Jacques Audiard occupe une place à part au sein du cinéma français. Ni auteur post-Nouvelle Vague comme Arnaud Despleschin ou Olivier Assayas, ni membre de la fameuse génération des mordus de l'image (Mathieu Kassovitz, Jan Kounen et à un degré moindre Gaspard Noé), le réalisateur de Sur mes lèvres se construit une filmographie à l'écart des chapelles avec un style difficilement réductible ou comparable. De battre mon coeur s'est arrêté reprend les motifs de ses précédents films. Constamment en porte-à-faux vis-à-vis de l'attente de ses proches, Tom est un lointain cousin de l'affabulateur d'Un héros très discret, le frère fictif de Carla, l'héroïne de Sur mes lèvres. Reprendre sa vie à zéro. Faire du passé table rase. S'affranchir d'un père trop pesant... Difficile de ne pas établir un parallèle avec la propre destinée du cinéaste aux prises lui aussi avec un héritage paternel encombrant. Dès les premières scènes, on retrouve ce qui fait la marque d'un grand metteur en scène: cette capacité à embarquer le spectateur dans le tumulte de la vie, à saisir les contradictions des êtres et les petits moments de calme qui précèdent les grandes tempêtes.
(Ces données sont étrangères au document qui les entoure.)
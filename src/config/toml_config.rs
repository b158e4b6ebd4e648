use crate::utils::error::{RentalError, Result};
use crate::utils::validation::{self, Validate};
use regex::Regex;
use serde::{Deserialize, Serialize};
use std::path::Path;

const LOG_LEVELS: [&str; 5] = ["trace", "debug", "info", "warn", "error"];

#[derive(Debug, Clone, Default, PartialEq, Eq, Serialize, Deserialize)]
pub struct TomlConfig {
    #[serde(default)]
    pub backend: BackendSection,
    #[serde(default)]
    pub logging: LoggingSection,
}

#[derive(Debug, Clone, Default, PartialEq, Eq, Serialize, Deserialize)]
pub struct BackendSection {
    pub base_url: Option<String>,
    pub timeout_seconds: Option<u64>,
    pub user_agent: Option<String>,
}

#[derive(Debug, Clone, Default, PartialEq, Eq, Serialize, Deserialize)]
pub struct LoggingSection {
    pub level: Option<String>,
    pub json: Option<bool>,
}

impl TomlConfig {
    /// Loads and parses a TOML configuration file.
    pub fn from_file<P: AsRef<Path>>(path: P) -> Result<Self> {
        let content = std::fs::read_to_string(&path).map_err(RentalError::IoError)?;
        Self::from_toml_str(&content)
    }

    pub fn from_toml_str(content: &str) -> Result<Self> {
        let processed_content = Self::substitute_env_vars(content)?;

        toml::from_str(&processed_content).map_err(|e| RentalError::ConfigError {
            message: format!("TOML parsing error: {}", e),
        })
    }

    /// Replaces `${VAR}` with the variable's value; unset variables are left as written.
    fn substitute_env_vars(content: &str) -> Result<String> {
        let re = Regex::new(r"\$\{([^}]+)\}").map_err(|e| RentalError::ConfigError {
            message: format!("Invalid substitution pattern: {}", e),
        })?;

        let result = re.replace_all(content, |caps: &regex::Captures| {
            let var_name = &caps[1];
            std::env::var(var_name).unwrap_or_else(|_| format!("${{{}}}", var_name))
        });

        Ok(result.to_string())
    }

    pub fn log_level(&self) -> Option<&str> {
        self.logging.level.as_deref()
    }

    pub fn json_logs(&self) -> bool {
        self.logging.json.unwrap_or(false)
    }
}

impl Validate for TomlConfig {
    fn validate(&self) -> Result<()> {
        if let Some(base_url) = &self.backend.base_url {
            validation::validate_url("backend.base_url", base_url)?;
        }

        if let Some(timeout) = self.backend.timeout_seconds {
            validation::validate_range("backend.timeout_seconds", timeout, 1, 300)?;
        }

        if let Some(user_agent) = &self.backend.user_agent {
            validation::validate_non_empty_string("backend.user_agent", user_agent)?;
        }

        if let Some(level) = &self.logging.level {
            if !LOG_LEVELS.contains(&level.to_ascii_lowercase().as_str()) {
                return Err(RentalError::InvalidConfigValueError {
                    field: "logging.level".to_string(),
                    value: level.clone(),
                    reason: format!("Valid levels: {}", LOG_LEVELS.join(", ")),
                });
            }
        }

        Ok(())
    }
}

#[cfg(test)]
mod tests {
    use super::*;
    use std::io::Write;
    use tempfile::NamedTempFile;

    #[test]
    fn test_parse_full_config() {
        let toml_content = r#"
[backend]
base_url = "https://rental.example.com/api"
timeout_seconds = 15
user_agent = "front-desk/1.0"

[logging]
level = "debug"
json = true
"#;

        let config = TomlConfig::from_toml_str(toml_content).unwrap();

        assert_eq!(
            config.backend.base_url.as_deref(),
            Some("https://rental.example.com/api")
        );
        assert_eq!(config.backend.timeout_seconds, Some(15));
        assert_eq!(config.log_level(), Some("debug"));
        assert!(config.json_logs());
        assert!(config.validate().is_ok());
    }

    #[test]
    fn test_empty_config_uses_defaults() {
        let config = TomlConfig::from_toml_str("").unwrap();
        assert_eq!(config, TomlConfig::default());
        assert!(!config.json_logs());
    }

    #[test]
    fn test_env_var_substitution() {
        std::env::set_var("VHS_TEST_BACKEND_URL", "http://backend.test:9000");

        let config = TomlConfig::from_toml_str(
            r#"
[backend]
base_url = "${VHS_TEST_BACKEND_URL}/api"
"#,
        )
        .unwrap();
        assert_eq!(
            config.backend.base_url.as_deref(),
            Some("http://backend.test:9000/api")
        );

        std::env::remove_var("VHS_TEST_BACKEND_URL");
    }

    #[test]
    fn test_unset_variable_is_left_in_place_and_rejected() {
        let config = TomlConfig::from_toml_str(
            r#"
[backend]
base_url = "${VHS_TEST_UNSET_VARIABLE}"
"#,
        )
        .unwrap();

        assert_eq!(
            config.backend.base_url.as_deref(),
            Some("${VHS_TEST_UNSET_VARIABLE}")
        );
        assert!(config.validate().is_err());
    }

    #[test]
    fn test_config_validation() {
        let config = TomlConfig::from_toml_str(
            r#"
[backend]
base_url = "http://localhost:8000"
timeout_seconds = 0
"#,
        )
        .unwrap();
        assert!(config.validate().is_err());

        let config = TomlConfig::from_toml_str(
            r#"
[logging]
level = "loud"
"#,
        )
        .unwrap();
        assert!(config.validate().is_err());
    }

    #[test]
    fn test_malformed_toml() {
        let err = TomlConfig::from_toml_str("[backend\nbase_url = 1").unwrap_err();
        assert!(matches!(err, RentalError::ConfigError { .. }));
    }

    #[test]
    fn test_config_from_file() {
        let mut temp_file = NamedTempFile::new().unwrap();
        temp_file
            .write_all(b"[backend]\nbase_url = \"http://localhost:8000/api\"\n")
            .unwrap();

        let config = TomlConfig::from_file(temp_file.path()).unwrap();
        assert_eq!(
            config.backend.base_url.as_deref(),
            Some("http://localhost:8000/api")
        );
    }

    #[test]
    fn test_missing_file() {
        let err = TomlConfig::from_file("/nonexistent/vhs-rental.toml").unwrap_err();
        assert!(matches!(err, RentalError::IoError(_)));
    }
}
En quelques plan-séquences pris sur le vif, Jacques Audiard nous dévoile le milieu corrompu de l'immobilier, les petites magouilles entre amis, la férocité des relations humaines.

LE SOUFFLE COUPE

Pourtant, malgré ses évidentes qualités, De battre mon coeur s'est arrêté déçoit. Cette énième rédemption par la musique suit des chemins balisés et fonctionne par opposition primaire: rage masculine/douceur féminine, violence des associés de Tom/tendresse de l'apprentissage... La caméra ne lâche jamais le personnage de Tom et provoque un douloureux sentiment de trop-plein psychologique: trop de bruit et de fureur, trop de personnages secondaires psychologiquement chargés, trop de sous-intrigues peu convaincantes. Les touches d'humour, peut-être l'apport de Tonino Benacquista, évacuent parfois la tension et rendent anecdotiques certaines scènes, une partie de jambes en l'air avec la maîtresse d'un mafieux russe, la leçon de piano revue et corrigée... De ce magma finalement trop fécond, de cette partition jouée au sprint, remake de Mélodie pour un tueur (Fingers) de l'Américain James Toback, naît rarement l'émotion. L'interprétation - comme toujours avec Jacques Audiard - est pourtant brillante, le couple père-fils incarné par Niels Arestrup et Romain Duris très convaincant. Mais l'on regrettera jusqu'au bout la présence de trop grosses ficelles psychologiques et narratives.